Japan also underwent a minor feminist revolution. Women writers like Hiratsuka
Raichō (1886–1971) and Takamure Itsue
(1894-1964) openly called for legislation to protect women from unfair
treatment. Many Japanese women imitated Western styles of dress and
behavior in the 1910s and 1920s.
Japan and World War I
World War I
(1914-1918) was the single most significant global event to occur during
the reign of Emperor Taishō. Japan’s combat role in the conflict was
minor. Japanese troops fought briefly on the side of the Allies, and
occupied German possessions in Shantung,
China, as well as the Mariana, Caroline, and
Marshall Islands in the Pacific. Japan was
the only Asian nation among the victors at Versailles. While negotiating
the Treaty of Versailles, Japan succeeded in securing for itself permanent
possession over the captured Pacific islands, and a “special status” in
Shantung.
If World War I
brought Japan prestige and territory, it also wreaked havoc on the
Japanese economy. The war triggered first a boom, and then a bust. The
wartime economic chaos was followed by a string of disasters which plagued
Japan for more than a decade.
Japan’s economy initially prospered when hostilities broke out in 1914.
European supply chains were disrupted, and
Japan proved a viable alternative source
for many manufactured items. As European armies clashed, Japanese
factories ran at full tilt.
Wages rose, but the
wage hikes could not keep up with the increase in prices. The price of
rice soared almost 200% during the war years. In 1918, a series of poor
harvests led to rice shortages.
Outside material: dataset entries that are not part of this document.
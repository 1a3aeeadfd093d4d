//! Problem Details data model (RFC 7807 / RFC 9457): fixed members plus extension bag

use std::ops::Index;

use http::StatusCode;
use serde_json::{Map, Value};

use crate::error::{ProblemError, Result};

/// Content type for JSON Problem Details.
pub const APPLICATION_PROBLEM_JSON: &str = "application/problem+json";

/// Content type for XML Problem Details.
pub const APPLICATION_PROBLEM_XML: &str = "application/problem+xml";

/// Problem type used when none is given.
pub const ABOUT_BLANK: &str = "about:blank";

/// Member names owned by the fixed fields; extensions may not use them at the top level.
pub const FIXED_FIELDS: [&str; 5] = ["type", "title", "status", "detail", "instance"];

/// A single problem details document.
///
/// The five standard members live in dedicated fields. Anything else is kept in an
/// insertion-ordered extension map whose values may nest arbitrarily.
#[derive(Debug, Clone, PartialEq)]
#[must_use]
pub struct Problem {
    type_url: String,
    title: Option<String>,
    status: Option<u16>,
    detail: Option<String>,
    instance: Option<String>,
    extensions: Map<String, Value>,
}

impl Default for Problem {
    fn default() -> Self {
        Self {
            type_url: ABOUT_BLANK.to_owned(),
            title: None,
            status: None,
            detail: None,
            instance: None,
            extensions: Map::new(),
        }
    }
}

/// Returns true when `key` is one of the standard problem members.
#[must_use]
pub fn is_fixed_field(key: &str) -> bool {
    FIXED_FIELDS.contains(&key)
}

impl Problem {
    /// Create an empty problem of type `about:blank`.
    pub fn new() -> Self {
        Self::default()
    }

    /// Create a problem with a title and a type URI. An empty type falls back to `about:blank`.
    pub fn with_title_and_type(title: impl Into<String>, type_url: impl Into<String>) -> Self {
        Self::new().with_title(title).with_type(type_url)
    }

    pub fn with_type(mut self, type_url: impl Into<String>) -> Self {
        self.set_type(type_url);
        self
    }

    pub fn with_title(mut self, title: impl Into<String>) -> Self {
        self.set_title(title);
        self
    }

    pub fn with_status(mut self, status: u16) -> Self {
        self.set_status(status);
        self
    }

    pub fn with_status_code(mut self, status: StatusCode) -> Self {
        self.set_status_code(status);
        self
    }

    pub fn with_detail(mut self, detail: impl Into<String>) -> Self {
        self.set_detail(detail);
        self
    }

    pub fn with_instance(mut self, uri: impl Into<String>) -> Self {
        self.set_instance(uri);
        self
    }

    /// Builder form of [`set`](Self::set).
    ///
    /// # Errors
    /// Same as [`set`](Self::set).
    pub fn with_extension(mut self, path: &[&str], value: impl Into<Value>) -> Result<Self> {
        self.set(path, value)?;
        Ok(self)
    }

    #[must_use]
    pub fn type_url(&self) -> &str {
        &self.type_url
    }

    /// Set the problem type URI. An empty value resets it to `about:blank`.
    pub fn set_type(&mut self, type_url: impl Into<String>) {
        let type_url = type_url.into();
        self.type_url = if type_url.is_empty() {
            ABOUT_BLANK.to_owned()
        } else {
            type_url
        };
    }

    #[must_use]
    pub fn title(&self) -> Option<&str> {
        self.title.as_deref()
    }

    pub fn set_title(&mut self, title: impl Into<String>) {
        self.title = Some(title.into());
    }

    pub fn clear_title(&mut self) {
        self.title = None;
    }

    #[must_use]
    pub fn status(&self) -> Option<u16> {
        self.status
    }

    pub fn set_status(&mut self, status: u16) {
        self.status = Some(status);
    }

    pub fn clear_status(&mut self) {
        self.status = None;
    }

    /// The status as an [`http::StatusCode`], if it is set and within the valid range.
    #[must_use]
    pub fn status_code(&self) -> Option<StatusCode> {
        self.status.and_then(|s| StatusCode::from_u16(s).ok())
    }

    pub fn set_status_code(&mut self, status: StatusCode) {
        self.status = Some(status.as_u16());
    }

    #[must_use]
    pub fn detail(&self) -> Option<&str> {
        self.detail.as_deref()
    }

    pub fn set_detail(&mut self, detail: impl Into<String>) {
        self.detail = Some(detail.into());
    }

    pub fn clear_detail(&mut self) {
        self.detail = None;
    }

    #[must_use]
    pub fn instance(&self) -> Option<&str> {
        self.instance.as_deref()
    }

    pub fn set_instance(&mut self, uri: impl Into<String>) {
        self.instance = Some(uri.into());
    }

    pub fn clear_instance(&mut self) {
        self.instance = None;
    }

    /// All extension members, in insertion order.
    #[must_use]
    pub fn extensions(&self) -> &Map<String, Value> {
        &self.extensions
    }

    /// Read the extension value at `path`, descending through nested objects.
    #[must_use]
    pub fn get(&self, path: &[&str]) -> Option<&Value> {
        let (first, rest) = path.split_first()?;
        rest.iter().try_fold(self.extensions.get(*first)?, |node, key| {
            node.as_object()?.get(*key)
        })
    }

    /// Store `value` at `path`, creating intermediate objects as needed.
    ///
    /// Writing over an existing value replaces it.
    ///
    /// # Errors
    /// - [`ProblemError::EmptyPath`] when `path` is empty
    /// - [`ProblemError::ReservedKey`] when the first key names a fixed member
    /// - [`ProblemError::PathConflict`] when an intermediate value is not an object
    pub fn set(&mut self, path: &[&str], value: impl Into<Value>) -> Result<()> {
        let Some((last, parents)) = path.split_last() else {
            return Err(ProblemError::EmptyPath);
        };
        let top = parents.first().unwrap_or(last);
        if is_fixed_field(top) {
            return Err(ProblemError::ReservedKey((*top).to_owned()));
        }

        let mut node = &mut self.extensions;
        for key in parents {
            node = match node
                .entry((*key).to_owned())
                .or_insert_with(|| Value::Object(Map::new()))
            {
                Value::Object(map) => map,
                _ => {
                    return Err(ProblemError::PathConflict {
                        key: (*key).to_owned(),
                    });
                }
            };
        }
        node.insert((*last).to_owned(), value.into());
        Ok(())
    }

    /// Remove the extension value at `path` and return it.
    pub fn unset(&mut self, path: &[&str]) -> Option<Value> {
        let (last, parents) = path.split_last()?;
        let mut node = &mut self.extensions;
        for key in parents {
            node = node.get_mut(*key)?.as_object_mut()?;
        }
        node.shift_remove(*last)
    }

    /// True when a value (including an explicit `null`) is stored at `path`.
    #[must_use]
    pub fn has(&self, path: &[&str]) -> bool {
        self.get(path).is_some()
    }

    /// Flat view of the document: fixed members that are set, followed by extensions.
    ///
    /// `type` always comes first; this is the shape written by the JSON serializer.
    #[must_use]
    pub fn as_array(&self) -> Map<String, Value> {
        let mut map = Map::new();
        map.insert("type".to_owned(), Value::String(self.type_url.clone()));
        if let Some(title) = &self.title {
            map.insert("title".to_owned(), Value::String(title.clone()));
        }
        if let Some(status) = self.status {
            map.insert("status".to_owned(), Value::from(status));
        }
        if let Some(detail) = &self.detail {
            map.insert("detail".to_owned(), Value::String(detail.clone()));
        }
        if let Some(instance) = &self.instance {
            map.insert("instance".to_owned(), Value::String(instance.clone()));
        }
        map.extend(
            self.extensions
                .iter()
                .map(|(key, value)| (key.clone(), value.clone())),
        );
        map
    }

    /// Build a problem from a decoded member map.
    ///
    /// Standard members are coerced into the fixed fields (`null` counts as absent);
    /// every other member becomes an extension with its structure intact.
    ///
    /// # Errors
    /// [`ProblemError::InvalidField`] when a standard member cannot be coerced.
    pub fn from_map(map: Map<String, Value>) -> Result<Self> {
        let mut problem = Self::new();
        for (key, value) in map {
            match key.as_str() {
                "type" => {
                    if let Some(type_url) = coerce_text("type", value)? {
                        problem.set_type(type_url);
                    }
                }
                "title" => problem.title = coerce_text("title", value)?,
                "status" => problem.status = coerce_status(value)?,
                "detail" => problem.detail = coerce_text("detail", value)?,
                "instance" => problem.instance = coerce_text("instance", value)?,
                _ => {
                    problem.extensions.insert(key, value);
                }
            }
        }
        Ok(problem)
    }
}

/// Extension access by top-level key. Missing keys read as `null`, so lookups chain:
/// `problem["irken"]["invader"]`.
impl Index<&str> for Problem {
    type Output = Value;

    fn index(&self, key: &str) -> &Value {
        static NULL: Value = Value::Null;
        self.extensions.get(key).unwrap_or(&NULL)
    }
}

fn coerce_text(field: &'static str, value: Value) -> Result<Option<String>> {
    match value {
        Value::Null => Ok(None),
        Value::String(s) => Ok(Some(s)),
        Value::Number(n) => Ok(Some(n.to_string())),
        Value::Bool(b) => Ok(Some(b.to_string())),
        Value::Array(_) | Value::Object(_) => Err(ProblemError::InvalidField {
            field,
            reason: "expected a string".to_owned(),
        }),
    }
}

fn coerce_status(value: Value) -> Result<Option<u16>> {
    match value {
        Value::Null => Ok(None),
        // Integral floats such as 403.0 print without a fraction, so they parse too.
        Value::Number(n) => n
            .as_u64()
            .and_then(|code| u16::try_from(code).ok())
            .or_else(|| n.as_f64().and_then(|f| f.to_string().parse::<u16>().ok()))
            .map(Some)
            .ok_or_else(|| ProblemError::InvalidField {
                field: "status",
                reason: format!("{n} is not an integer in 0..=65535"),
            }),
        Value::String(s) => parse_status(&s).map(Some),
        Value::Bool(_) | Value::Array(_) | Value::Object(_) => Err(ProblemError::InvalidField {
            field: "status",
            reason: "expected an integer".to_owned(),
        }),
    }
}

fn parse_status(text: &str) -> Result<u16> {
    text.trim()
        .parse::<u16>()
        .map_err(|e| ProblemError::InvalidField {
            field: "status",
            reason: format!("'{text}': {e}"),
        })
}
//! JSON codec (`application/problem+json`) and serde integration

use serde::{Deserialize, Deserializer, Serialize, Serializer};
use serde_json::{Map, Value};

use crate::error::{ProblemError, Result};
use crate::problem::Problem;

impl Problem {
    /// Serialize to JSON: `type` always, other standard members when set, then extensions
    /// merged at the top level.
    ///
    /// `pretty` selects two-space indented output; otherwise the result is a single line.
    ///
    /// # Errors
    /// Returns [`ProblemError::MalformedJson`] if serialization fails.
    pub fn to_json(&self, pretty: bool) -> Result<String> {
        let map = self.as_array();
        let json = if pretty {
            serde_json::to_string_pretty(&map)?
        } else {
            serde_json::to_string(&map)?
        };
        Ok(json)
    }

    /// Parse a JSON problem document.
    ///
    /// # Errors
    /// - [`ProblemError::MalformedJson`] when the text is not valid JSON
    /// - [`ProblemError::UnexpectedRoot`] when the top-level value is not an object
    /// - [`ProblemError::InvalidField`] when a standard member has the wrong type
    pub fn from_json(json: &str) -> Result<Self> {
        match serde_json::from_str::<Value>(json)? {
            Value::Object(map) => Self::from_map(map),
            other => Err(ProblemError::UnexpectedRoot {
                expected: "JSON object",
                found: json_kind(&other).to_owned(),
            }),
        }
    }
}

fn json_kind(value: &Value) -> &'static str {
    match value {
        Value::Null => "null",
        Value::Bool(_) => "boolean",
        Value::Number(_) => "number",
        Value::String(_) => "string",
        Value::Array(_) => "array",
        Value::Object(_) => "object",
    }
}

impl Serialize for Problem {
    fn serialize<S>(&self, serializer: S) -> std::result::Result<S::Ok, S::Error>
    where
        S: Serializer,
    {
        self.as_array().serialize(serializer)
    }
}

impl<'de> Deserialize<'de> for Problem {
    fn deserialize<D>(deserializer: D) -> std::result::Result<Self, D::Error>
    where
        D: Deserializer<'de>,
    {
        let map = Map::<String, Value>::deserialize(deserializer)?;
        Problem::from_map(map).map_err(serde::de::Error::custom)
    }
}

#[cfg(test)]
#[cfg_attr(coverage_nightly, coverage(off))]
mod tests {
    use super::*;
    use serde_json::json;

    fn sample() -> Problem {
        let mut problem = Problem::with_title_and_type("Title", "URI")
            .with_status(403)
            .with_detail("Detail")
            .with_instance("Instance");
        problem.set(&["sir"], "Gir").unwrap();
        problem.set(&["irken", "invader"], "Zim").unwrap();
        problem
    }

    #[test]
    fn simple_json_omits_unset_fields() {
        let json = Problem::with_title_and_type("Title", "URI")
            .to_json(false)
            .unwrap();
        let result: Value = serde_json::from_str(&json).unwrap();
        assert_eq!(result, json!({"type": "URI", "title": "Title"}));
        assert!(result.get("detail").is_none());
    }

    #[test]
    fn no_title_is_allowed_and_type_defaults() {
        let json = Problem::new().to_json(false).unwrap();
        assert_eq!(json, r#"{"type":"about:blank"}"#);
    }

    #[test]
    fn extensions_are_merged_at_top_level() {
        let json = sample().to_json(false).unwrap();
        let result: Value = serde_json::from_str(&json).unwrap();
        assert_eq!(result["sir"], "Gir");
        assert_eq!(result["irken"]["invader"], "Zim");
        assert_eq!(result["status"], 403);
    }

    #[test]
    fn pretty_print_indents() {
        let pretty = sample().to_json(true).unwrap();
        assert!(pretty.contains("  "));
        assert!(pretty.contains('\n'));

        let compact = sample().to_json(false).unwrap();
        assert!(!compact.contains("  "));
        assert!(!compact.contains('\n'));
    }

    #[test]
    fn parse_json_restores_all_values() {
        let result = Problem::from_json(&sample().to_json(false).unwrap()).unwrap();
        assert_eq!(result.title(), Some("Title"));
        assert_eq!(result.type_url(), "URI");
        assert_eq!(result.instance(), Some("Instance"));
        assert_eq!(result.detail(), Some("Detail"));
        assert_eq!(result.status(), Some(403));
        assert_eq!(result["sir"], "Gir");
        assert_eq!(result["irken"]["invader"], "Zim");
        assert_eq!(result, sample());
    }

    #[test]
    fn json_round_trip_keeps_scalar_types() {
        let mut problem = Problem::new();
        problem.set(&["balance"], 30).unwrap();
        problem.set(&["ratio"], 0.5).unwrap();
        problem.set(&["active"], true).unwrap();
        problem.set(&["nothing"], Value::Null).unwrap();
        problem
            .set(&["accounts"], json!(["/account/12345", "/account/67890"]))
            .unwrap();

        let parsed = Problem::from_json(&problem.to_json(false).unwrap()).unwrap();
        assert_eq!(parsed.extensions(), problem.extensions());
        assert!(parsed["balance"].is_u64());
        assert!(parsed["active"].is_boolean());
    }

    #[test]
    fn missing_type_defaults_when_parsing() {
        let problem = Problem::from_json(r#"{"title":"Not Found","status":404}"#).unwrap();
        assert_eq!(problem.type_url(), "about:blank");
        assert_eq!(problem.status(), Some(404));
    }

    #[test]
    fn integral_float_status_is_coerced() {
        let problem = Problem::from_json(r#"{"status":403.0}"#).unwrap();
        assert_eq!(problem.status(), Some(403));
        assert!(Problem::from_json(r#"{"status":403.5}"#).is_err());
    }

    #[test]
    fn invalid_json_is_malformed() {
        let err = Problem::from_json("{\"title\": ").unwrap_err();
        assert!(matches!(err, ProblemError::MalformedJson(_)));
        assert!(err.is_malformed_input());
    }

    #[test]
    fn non_object_root_is_rejected() {
        for (input, kind) in [("[1,2]", "array"), ("\"x\"", "string"), ("null", "null")] {
            let err = Problem::from_json(input).unwrap_err();
            match err {
                ProblemError::UnexpectedRoot { found, .. } => assert_eq!(found, kind),
                other => panic!("unexpected error: {other}"),
            }
        }
    }

    #[test]
    fn serde_embeds_problem_in_larger_documents() {
        let envelope = json!({ "error": sample() });
        assert_eq!(envelope["error"]["irken"]["invader"], "Zim");
        assert_eq!(envelope["error"]["type"], "URI");

        let back: Problem = serde_json::from_value(envelope["error"].clone()).unwrap();
        assert_eq!(back, sample());
    }

    #[test]
    fn serde_reports_invalid_fields() {
        let result = serde_json::from_value::<Problem>(json!({"status": "teapot"}));
        let err = result.unwrap_err();
        assert!(err.to_string().contains("status"));
    }
}
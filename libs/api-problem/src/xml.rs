//! XML codec (`application/problem+xml`)
//!
//! Mapping between the document model and XML:
//!
//! ```xml
//! <?xml version="1.0" encoding="UTF-8"?>
//! <problem>
//!   <type>https://example.com/probs/out-of-credit</type>
//!   <title>You do not have enough credit.</title>
//!   <status>403</status>
//!   <balance>30</balance>
//!   <accounts>/account/12345</accounts>
//!   <accounts>/account/67890</accounts>
//!   <irken><invader>Zim</invader></irken>
//!   <tags kind="list"/>
//!   <meta kind="object"/>
//!   <matrix kind="list"><item>a</item><item>b</item></matrix>
//!   <matrix kind="list"><item>c</item></matrix>
//! </problem>
//! ```
//!
//! - Scalars become text content; `null` becomes an empty element.
//! - Objects become nested elements.
//! - Lists repeat the element once per item; repeated siblings parse back into a list.
//! - Empty lists and empty objects are written as empty elements marked with
//!   `kind="list"` / `kind="object"`, so the key and its shape survive.
//! - A list item that is itself a list is wrapped in one `kind="list"` element whose
//!   children are `<item>` elements.
//!
//! Known losses: every leaf parses back as a string (XML has no leaf types), `null`
//! parses back as `""`, and a one-item list parses back as its single item.
//!
//! The document must hold exactly one `<problem>` element; any element, CDATA or
//! non-whitespace text outside it is rejected.

use std::borrow::Cow;
use std::collections::HashSet;

use quick_xml::Reader;
use quick_xml::Writer;
use quick_xml::events::{BytesDecl, BytesEnd, BytesStart, BytesText, Event};
use serde_json::{Map, Value};

use crate::config::{KeyPolicy, XmlOptions};
use crate::error::{ProblemError, Result};
use crate::problem::Problem;

const ROOT: &str = "problem";
const KIND_ATTR: &str = "kind";
const KIND_LIST: &str = "list";
const KIND_OBJECT: &str = "object";
const LIST_ITEM: &str = "item";

impl Problem {
    /// Serialize to XML with a `<problem>` root.
    ///
    /// `use_complex_properties` controls whether object and list extensions are
    /// rendered; when false only scalar extensions are written.
    ///
    /// # Errors
    /// [`ProblemError::InvalidExtensionKey`] when an extension key is not a valid
    /// element name. See [`to_xml_with`](Self::to_xml_with) for other policies.
    pub fn to_xml(&self, use_complex_properties: bool) -> Result<String> {
        let options = if use_complex_properties {
            XmlOptions::default()
        } else {
            XmlOptions::flat()
        };
        self.to_xml_with(&options)
    }

    /// Serialize to XML using explicit [`XmlOptions`].
    ///
    /// # Errors
    /// - [`ProblemError::InvalidExtensionKey`] for an illegal key under [`KeyPolicy::Reject`]
    /// - [`ProblemError::ElementNameCollision`] when two sibling keys sanitize to one name
    /// - [`ProblemError::Io`] if the underlying writer fails
    pub fn to_xml_with(&self, options: &XmlOptions) -> Result<String> {
        let mut writer = if options.pretty {
            Writer::new_with_indent(Vec::new(), b' ', 2)
        } else {
            Writer::new(Vec::new())
        };

        writer.write_event(Event::Decl(BytesDecl::new("1.0", Some("UTF-8"), None)))?;
        writer.write_event(Event::Start(BytesStart::new(ROOT)))?;

        write_text(&mut writer, "type", self.type_url())?;
        if let Some(title) = self.title() {
            write_text(&mut writer, "title", title)?;
        }
        if let Some(status) = self.status() {
            write_text(&mut writer, "status", &status.to_string())?;
        }
        if let Some(detail) = self.detail() {
            write_text(&mut writer, "detail", detail)?;
        }
        if let Some(instance) = self.instance() {
            write_text(&mut writer, "instance", instance)?;
        }

        let members = self.extensions().iter().filter(|&(key, value)| {
            if !options.complex_properties && (value.is_object() || value.is_array()) {
                tracing::trace!(key = %key, "skipping complex extension in flat XML output");
                return false;
            }
            true
        });
        write_members(&mut writer, members, options.key_policy)?;

        writer.write_event(Event::End(BytesEnd::new(ROOT)))?;
        String::from_utf8(writer.into_inner()).map_err(|e| ProblemError::Utf8(e.utf8_error()))
    }

    /// Parse an XML problem document.
    ///
    /// # Errors
    /// - [`ProblemError::MalformedXml`] when the text is not well-formed
    /// - [`ProblemError::TruncatedXml`] when the root element is missing or unclosed
    /// - [`ProblemError::UnexpectedRoot`] when the root element is not `<problem>`
    /// - [`ProblemError::ContentOutsideRoot`] for elements or text around the root
    /// - [`ProblemError::InvalidField`] when a standard member cannot be coerced
    pub fn from_xml(xml: &str) -> Result<Self> {
        let mut reader = Reader::from_str(xml);
        let mut stack: Vec<Frame> = Vec::new();
        let mut root: Option<Map<String, Value>> = None;

        loop {
            match reader.read_event()? {
                Event::Start(start) => {
                    let frame = Frame::open(&start)?;
                    if stack.is_empty() {
                        check_root(root.is_some(), &frame.name)?;
                    }
                    stack.push(frame);
                }
                Event::Empty(start) => {
                    let frame = Frame::open(&start)?;
                    match stack.last_mut() {
                        Some(parent) => parent.children.push(frame.finish()),
                        None => {
                            check_root(root.is_some(), &frame.name)?;
                            root = Some(Map::new());
                        }
                    }
                }
                Event::Text(text) => {
                    let text = text.unescape()?;
                    match stack.last_mut() {
                        Some(frame) => frame.text.push_str(&text),
                        None if text.trim().is_empty() => {}
                        None => {
                            return Err(ProblemError::ContentOutsideRoot(format!(
                                "text '{}'",
                                text.trim()
                            )));
                        }
                    }
                }
                Event::CData(data) => match stack.last_mut() {
                    Some(frame) => frame.text.push_str(std::str::from_utf8(&data)?),
                    None => {
                        return Err(ProblemError::ContentOutsideRoot(
                            "CDATA section".to_owned(),
                        ));
                    }
                },
                Event::End(_) => {
                    let frame = stack
                        .pop()
                        .ok_or(ProblemError::TruncatedXml("closing tag without an open element"))?;
                    match stack.last_mut() {
                        Some(parent) => parent.children.push(frame.finish()),
                        None => root = Some(fold_children(frame.children)),
                    }
                }
                Event::Eof => break,
                // Declarations, comments, processing instructions, doctypes
                _ => {}
            }
        }

        if !stack.is_empty() {
            return Err(ProblemError::TruncatedXml("document ended before </problem>"));
        }
        let root = root.ok_or(ProblemError::TruncatedXml("missing <problem> root element"))?;
        Self::from_map(root)
    }
}

fn check_root(root_seen: bool, name: &str) -> Result<()> {
    if root_seen {
        return Err(ProblemError::ContentOutsideRoot(format!("<{name}>")));
    }
    if name == ROOT {
        Ok(())
    } else {
        Err(ProblemError::UnexpectedRoot {
            expected: "<problem>",
            found: format!("<{name}>"),
        })
    }
}

fn write_text<W: std::io::Write>(writer: &mut Writer<W>, name: &str, text: &str) -> Result<()> {
    writer.write_event(Event::Start(BytesStart::new(name)))?;
    writer.write_event(Event::Text(BytesText::new(text)))?;
    writer.write_event(Event::End(BytesEnd::new(name)))?;
    Ok(())
}

fn write_marked_empty<W: std::io::Write>(
    writer: &mut Writer<W>,
    name: &str,
    kind: &str,
) -> Result<()> {
    writer.write_event(Event::Empty(
        BytesStart::new(name).with_attributes([(KIND_ATTR, kind)]),
    ))?;
    Ok(())
}

/// Writes sibling members, failing when two keys end up with the same element name.
fn write_members<'a, W: std::io::Write>(
    writer: &mut Writer<W>,
    members: impl IntoIterator<Item = (&'a String, &'a Value)>,
    policy: KeyPolicy,
) -> Result<()> {
    let mut seen: HashSet<Cow<'a, str>> = HashSet::new();
    for (key, value) in members {
        let name = element_name(key, policy)?;
        if !seen.insert(name.clone()) {
            return Err(ProblemError::ElementNameCollision {
                key: key.clone(),
                element: name.into_owned(),
            });
        }
        write_value(writer, &name, value, policy)?;
    }
    Ok(())
}

fn write_value<W: std::io::Write>(
    writer: &mut Writer<W>,
    name: &str,
    value: &Value,
    policy: KeyPolicy,
) -> Result<()> {
    match value {
        Value::Null => writer.write_event(Event::Empty(BytesStart::new(name)))?,
        Value::Bool(b) => write_text(writer, name, &b.to_string())?,
        Value::Number(n) => write_text(writer, name, &n.to_string())?,
        Value::String(s) => write_text(writer, name, s)?,
        Value::Array(items) if items.is_empty() => write_marked_empty(writer, name, KIND_LIST)?,
        Value::Array(items) => {
            for item in items {
                write_list_item(writer, name, item, policy)?;
            }
        }
        Value::Object(map) if map.is_empty() => write_marked_empty(writer, name, KIND_OBJECT)?,
        Value::Object(map) => {
            writer.write_event(Event::Start(BytesStart::new(name)))?;
            write_members(writer, map, policy)?;
            writer.write_event(Event::End(BytesEnd::new(name)))?;
        }
    }
    Ok(())
}

/// A non-empty list inside a list is wrapped in a `kind="list"` element of `<item>`s.
fn write_list_item<W: std::io::Write>(
    writer: &mut Writer<W>,
    name: &str,
    item: &Value,
    policy: KeyPolicy,
) -> Result<()> {
    match item {
        Value::Array(inner) if !inner.is_empty() => {
            writer.write_event(Event::Start(
                BytesStart::new(name).with_attributes([(KIND_ATTR, KIND_LIST)]),
            ))?;
            for nested in inner {
                write_list_item(writer, LIST_ITEM, nested, policy)?;
            }
            writer.write_event(Event::End(BytesEnd::new(name)))?;
            Ok(())
        }
        _ => write_value(writer, name, item, policy),
    }
}

/// Checks `key` against the XML `Name` production, minus namespace colons.
#[must_use]
pub fn is_valid_element_name(key: &str) -> bool {
    let mut chars = key.chars();
    chars.next().is_some_and(is_name_start) && chars.all(is_name_char)
}

fn is_name_start(c: char) -> bool {
    c.is_alphabetic() || c == '_'
}

fn is_name_char(c: char) -> bool {
    c.is_alphanumeric() || matches!(c, '_' | '-' | '.')
}

fn element_name(key: &str, policy: KeyPolicy) -> Result<Cow<'_, str>> {
    if is_valid_element_name(key) {
        return Ok(Cow::Borrowed(key));
    }
    match policy {
        KeyPolicy::Reject => Err(ProblemError::InvalidExtensionKey(key.to_owned())),
        KeyPolicy::Sanitize => {
            let name = sanitize_element_name(key);
            tracing::debug!(key = %key, element = %name, "sanitized extension key for XML");
            Ok(Cow::Owned(name))
        }
    }
}

fn sanitize_element_name(key: &str) -> String {
    let mut name = String::with_capacity(key.len() + 1);
    if !key.chars().next().is_some_and(is_name_start) {
        name.push('_');
    }
    name.extend(
        key.chars()
            .map(|c| if is_name_char(c) { c } else { '_' }),
    );
    name
}

/// Container shape declared by a `kind` attribute.
#[derive(Debug, Clone, Copy, PartialEq, Eq)]
enum Container {
    List,
    Object,
}

/// An element being parsed: its text so far and the children already closed.
struct Frame {
    name: String,
    kind: Option<Container>,
    text: String,
    children: Vec<(String, Value)>,
}

impl Frame {
    fn open(start: &BytesStart<'_>) -> Result<Self> {
        let name = std::str::from_utf8(start.name().as_ref())?.to_owned();
        let kind = start
            .try_get_attribute(KIND_ATTR)
            .map_err(quick_xml::Error::from)?
            .and_then(|attr| match attr.value.as_ref() {
                b"list" => Some(Container::List),
                b"object" => Some(Container::Object),
                _ => None,
            });
        Ok(Self {
            name,
            kind,
            text: String::new(),
            children: Vec::new(),
        })
    }

    /// Leaf elements yield their text, elements with children yield an object,
    /// `kind="list"` elements yield their children in order.
    fn finish(self) -> (String, Value) {
        let value = match self.kind {
            Some(Container::List) => {
                Value::Array(self.children.into_iter().map(|(_, v)| v).collect())
            }
            None if self.children.is_empty() => Value::String(self.text),
            Some(Container::Object) | None => Value::Object(fold_children(self.children)),
        };
        (self.name, value)
    }
}

/// Collects child elements into an object; repeated names become a list.
fn fold_children(children: Vec<(String, Value)>) -> Map<String, Value> {
    let mut map = Map::new();
    let mut repeated: HashSet<String> = HashSet::new();
    for (name, value) in children {
        match map.get_mut(&name) {
            Some(Value::Array(items)) if repeated.contains(&name) => items.push(value),
            Some(existing) => {
                let first = existing.take();
                *existing = Value::Array(vec![first, value]);
                repeated.insert(name);
            }
            None => {
                map.insert(name, value);
            }
        }
    }
    map
}
//! Category suggester port

use crate::domain::result::Result;

/// Produces a free-text category guess for a prompt
pub trait CategorySuggester: Send + Sync {
    /// Suggester name for logs (e.g. "ollama")
    fn name(&self) -> &str;

    fn suggest(&self, prompt: &str) -> Result<String>;
}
The shortages triggered violent riots
throughout the country.
In 1920, the war boom
came to a screeching halt, bringing bank failures, mass unemployment, and
social unrest. The price of silk—Japan’s main wartime export—plummeted by
forty percent. In 1923 Tokyo was all but destroyed by a devastating
earthquake. Then a national banking crisis followed in 1927. In 1929, the
Wall Street crash disrupted the world economy, causing the price of silk
to fall again by forty percent.
Political Turmoil and Crackdowns
To make matters
worse, there was a new threat imported from abroad. Russia—Japan’s primary
rival during the early twentieth century—was now Soviet Russia.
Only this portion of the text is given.